- Date: January 25, 1998
- Presenters: Eric Tsang, Lydia Shum, Emil Chau
- Entertainment: Emil Chau, Eason Chan, Edmond Leung, Miriam Yeung
- Venue: TVB City, Hong Kong
- Broadcaster: TVB
- Entrants: 17
- Placements: 5
- Winner: Louisa Luk San Francisco, USA
- Congeniality: May Ling Lai Chicago, USA

= Miss Chinese International Pageant 1998 =

Miss Chinese International Pageant 1998 was held on January 25, 1998, in Hong Kong. It was the tenth annual pageant, and had 17 contestants.
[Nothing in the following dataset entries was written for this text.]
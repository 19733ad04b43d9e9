use std::sync::Arc;

use clap::Parser;
use tracing::info;

use crate::application::{
    http::server::http_server::{router, state},
    logger::init_logger,
};
use crate::args::Args;

mod application;
mod args;

#[tokio::main]
async fn main() -> Result<(), anyhow::Error> {
    dotenv::dotenv().ok();

    let args = Arc::new(Args::parse());
    init_logger(&args.log)?;

    let state = state(args.clone())?;
    let app = router(state)?;

    let addr = format!("{}:{}", args.server.host, args.server.port);
    let listener = tokio::net::TcpListener::bind(&addr).await?;
    info!("listening on {}", addr);

    axum::serve(listener, app).await?;

    Ok(())
}
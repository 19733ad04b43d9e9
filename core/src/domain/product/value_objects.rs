use serde::{Deserialize, Serialize};
use serde_json::Value;
use utoipa::ToSchema;

use crate::domain::product::entities::IngredientField;

/// Canonical ingredient list: trimmed, non-empty names in their original order and case.
#[derive(Debug, Clone, Default, PartialEq, Eq, Serialize, Deserialize, ToSchema)]
#[serde(transparent)]
pub struct IngredientList(Vec<String>);

impl IngredientList {
    pub fn as_slice(&self) -> &[String] {
        &self.0
    }

    pub fn iter(&self) -> std::slice::Iter<'_, String> {
        self.0.iter()
    }

    pub fn len(&self) -> usize {
        self.0.len()
    }

    pub fn is_empty(&self) -> bool {
        self.0.is_empty()
    }

    pub fn join(&self, separator: &str) -> String {
        self.0.join(separator)
    }

    pub fn into_inner(self) -> Vec<String> {
        self.0
    }
}

impl<'a> IntoIterator for &'a IngredientList {
    type Item = &'a String;
    type IntoIter = std::slice::Iter<'a, String>;

    fn into_iter(self) -> Self::IntoIter {
        self.0.iter()
    }
}

impl From<IngredientList> for IngredientField {
    fn from(list: IngredientList) -> Self {
        IngredientField::List(list.0)
    }
}

/// Turns a stored ingredient field into the canonical list.
///
/// Text is split on `,`; list elements are taken as-is. Either way pieces are
/// trimmed and empty ones dropped. Case is left alone.
pub fn normalize(field: &IngredientField) -> IngredientList {
    match field {
        IngredientField::Absent | IngredientField::Unrecognized(_) => IngredientList::default(),
        IngredientField::Delimited(raw) => collect_trimmed(raw.split(',')),
        IngredientField::List(items) => collect_trimmed(items.iter().map(String::as_str)),
    }
}

/// Normalizes a raw JSON value, for callers holding model output rather than a product record.
pub fn normalize_value(value: &Value) -> IngredientList {
    normalize(&IngredientField::from(value.clone()))
}

fn collect_trimmed<'a>(pieces: impl Iterator<Item = &'a str>) -> IngredientList {
    IngredientList(
        pieces
            .map(str::trim)
            .filter(|piece| !piece.is_empty())
            .map(str::to_string)
            .collect(),
    )
}

#[cfg(test)]
mod tests {
    use super::*;
    use serde_json::json;

    fn names(list: &IngredientList) -> Vec<&str> {
        list.iter().map(String::as_str).collect()
    }

    #[test]
    fn test_normalize_splits_and_trims_delimited_text() {
        let raw = " Vitamin C (L-Ascorbic Acid) ,, Hyaluronic Acid , ";

        let list = normalize(&IngredientField::from(raw));

        assert_eq!(
            names(&list),
            vec!["Vitamin C (L-Ascorbic Acid)", "Hyaluronic Acid"]
        );
    }

    #[test]
    fn test_normalize_trims_list_elements_without_splitting() {
        let items = vec!["  Retinol 0.5% ", "", "Water, Glycerin"];

        let list = normalize(&IngredientField::from(items));

        assert_eq!(names(&list), vec!["Retinol 0.5%", "Water, Glycerin"]);
    }

    #[test]
    fn test_normalize_keeps_case() {
        let list = normalize(&IngredientField::from("niacinamide, ZINC PCA"));

        assert_eq!(names(&list), vec!["niacinamide", "ZINC PCA"]);
    }

    #[test]
    fn test_normalize_empty_and_absent_inputs() {
        assert!(normalize(&IngredientField::Absent).is_empty());
        assert!(normalize(&IngredientField::from("")).is_empty());
        assert!(normalize(&IngredientField::from("  , ,")).is_empty());
        assert!(normalize(&IngredientField::List(vec![])).is_empty());
    }

    #[test]
    fn test_normalize_value_coerces_other_shapes_to_empty() {
        for value in [json!(null), json!(42), json!(true), json!({"a": "Retinol"})] {
            assert!(normalize_value(&value).is_empty());
        }
    }

    #[test]
    fn test_normalize_value_skips_non_string_list_elements() {
        let list = normalize_value(&json!(["Retinol", 5, null, " Squalane "]));

        assert_eq!(names(&list), vec!["Retinol", "Squalane"]);
    }

    #[test]
    fn test_normalize_is_idempotent() {
        let inputs = [
            IngredientField::from("a , b,,c"),
            IngredientField::from(vec![" x ", "", "y, z"]),
            IngredientField::Absent,
            IngredientField::Unrecognized(json!(3)),
        ];

        for input in inputs {
            let once = normalize(&input);
            let twice = normalize(&IngredientField::from(once.clone()));
            assert_eq!(once, twice);
        }
    }
}
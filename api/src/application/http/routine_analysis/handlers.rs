pub mod extract_product;
pub mod reconcile_analysis;
pub mod reconcile_assessment;
pub mod reconcile_compatibility;
pub mod reconcile_derma_scan;
pub mod reconcile_optimization;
The pageant was broadcast live through TVB and was streamed for the first time in Malaysia. Miss Chinese International 1997 Monica Lo of Toronto, Ontario, Canada crowned Louisa Luk of San Francisco, USA as the new winner. Luk is the first winner from the United States and San Francisco's only winner, as of 2010.

==Pageant information==
The theme to the 1998 pageant was "Beautiful Shadows from The Land of the Gods, Ten Years of Love from the Dragons" 「神洲儷影 十載龍情. It also marked the tenth anniversary of the Miss Chinese International Pageant. The Masters of Ceremonies were Eric Tsang, Lydia Shum, and mandopop singer Emil Chau, who also served as the special performing guest. Other performing guests included cantopop singers Eason Chan, Edmond Leung and Miriam Yeung.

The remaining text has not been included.